Set down exactly, and only, the lines from the one with "for name in" to the final line of the entries, both included.

——

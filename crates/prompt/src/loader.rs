//! Prompt loader for YAML prompt definitions.

use crate::types::PromptDefinition;
use arag_core::{AppError, AppResult};
use std::collections::HashSet;
use std::path::{Path, PathBuf};

/// Directory holding workspace prompt overrides.
pub fn prompts_dir(workspace_path: &Path) -> PathBuf {
    workspace_path.join(".arag/prompts")
}

/// Load a prompt definition by ID from the workspace.
///
/// This function searches for a prompt file named `<id>.yml` in the
/// `.arag/prompts/` directory.
///
/// # Example
/// ```no_run
/// use arag_prompt::load_prompt;
/// use std::path::Path;
///
/// # fn example() -> Result<(), Box<dyn std::error::Error>> {
/// let prompt = load_prompt(Path::new("."), "router")?;
/// println!("Loaded prompt: {}", prompt.title);
/// # Ok(())
/// # }
/// ```
pub fn load_prompt(workspace_path: &Path, prompt_id: &str) -> AppResult<PromptDefinition> {
    let prompt_file = prompts_dir(workspace_path).join(format!("{}.yml", prompt_id));

    tracing::debug!("Loading prompt from: {:?}", prompt_file);

    if !prompt_file.exists() {
        return Err(AppError::Prompt(format!(
            "Prompt file not found: {:?}",
            prompt_file
        )));
    }

    let contents = std::fs::read_to_string(&prompt_file).map_err(|e| {
        AppError::Prompt(format!(
            "Failed to read prompt file {:?}: {}",
            prompt_file, e
        ))
    })?;

    let definition = parse_prompt(&contents, &prompt_file.display().to_string())?;

    if definition.id != prompt_id {
        return Err(AppError::Prompt(format!(
            "Prompt file {:?} declares id '{}', expected '{}'",
            prompt_file, definition.id, prompt_id
        )));
    }

    tracing::info!("Loaded prompt override: {} ({})", definition.id, definition.title);

    Ok(definition)
}

/// Parse and validate a YAML prompt definition.
pub(crate) fn parse_prompt(contents: &str, source: &str) -> AppResult<PromptDefinition> {
    let definition: PromptDefinition = serde_yaml::from_str(contents).map_err(|e| {
        AppError::Prompt(format!("Failed to parse prompt YAML {}: {}", source, e))
    })?;

    validate_prompt(&definition)?;

    Ok(definition)
}

/// List all prompt override IDs in the workspace.
pub fn list_prompts(workspace_path: &Path) -> AppResult<Vec<String>> {
    let dir = prompts_dir(workspace_path);

    if !dir.exists() {
        return Ok(Vec::new());
    }

    let mut prompt_ids = Vec::new();

    for entry in walkdir::WalkDir::new(&dir)
        .max_depth(1)
        .into_iter()
        .filter_map(|e| e.ok())
    {
        let path = entry.path();
        if path.is_file() && path.extension().and_then(|s| s.to_str()) == Some("yml") {
            if let Some(stem) = path.file_stem().and_then(|s| s.to_str()) {
                prompt_ids.push(stem.to_string());
            }
        }
    }

    prompt_ids.sort();
    Ok(prompt_ids)
}

/// Validate a prompt definition.
pub(crate) fn validate_prompt(def: &PromptDefinition) -> AppResult<()> {
    if def.id.is_empty() {
        return Err(AppError::Prompt("Prompt ID cannot be empty".to_string()));
    }

    if def.title.is_empty() {
        return Err(AppError::Prompt("Prompt title cannot be empty".to_string()));
    }

    if def.api_version.is_empty() {
        return Err(AppError::Prompt(
            "Prompt apiVersion cannot be empty".to_string(),
        ));
    }

    if def.template.trim().is_empty() {
        return Err(AppError::Prompt(
            "Prompt template cannot be empty".to_string(),
        ));
    }

    if !def.api_version.contains('.') {
        return Err(AppError::Prompt(format!(
            "Invalid apiVersion format: {}. Expected format: 'x.y'",
            def.api_version
        )));
    }

    let mut seen = HashSet::new();
    for name in &def.variables {
        if name.trim().is_empty() {
            return Err(AppError::Prompt(format!(
                "Prompt '{}' declares an empty variable name",
                def.id
            )));
        }
        if !seen.insert(name.as_str()) {
            return Err(AppError::Prompt(format!(
                "Prompt '{}' declares variable '{}' twice",
                def.id, name
            )));
        }
    }

    Ok(())
}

——

EXERCISE OUTPUT
    for name in &def.variables {
        if name.trim().is_empty() {
            return Err(AppError::Prompt(format!(
                "Prompt '{}' declares an empty variable name",
                def.id
            )));
        }
        if !seen.insert(name.as_str()) {
            return Err(AppError::Prompt(format!(
                "Prompt '{}' declares variable '{}' twice",
                def.id, name
            )));
        }
    }

    Ok(())
}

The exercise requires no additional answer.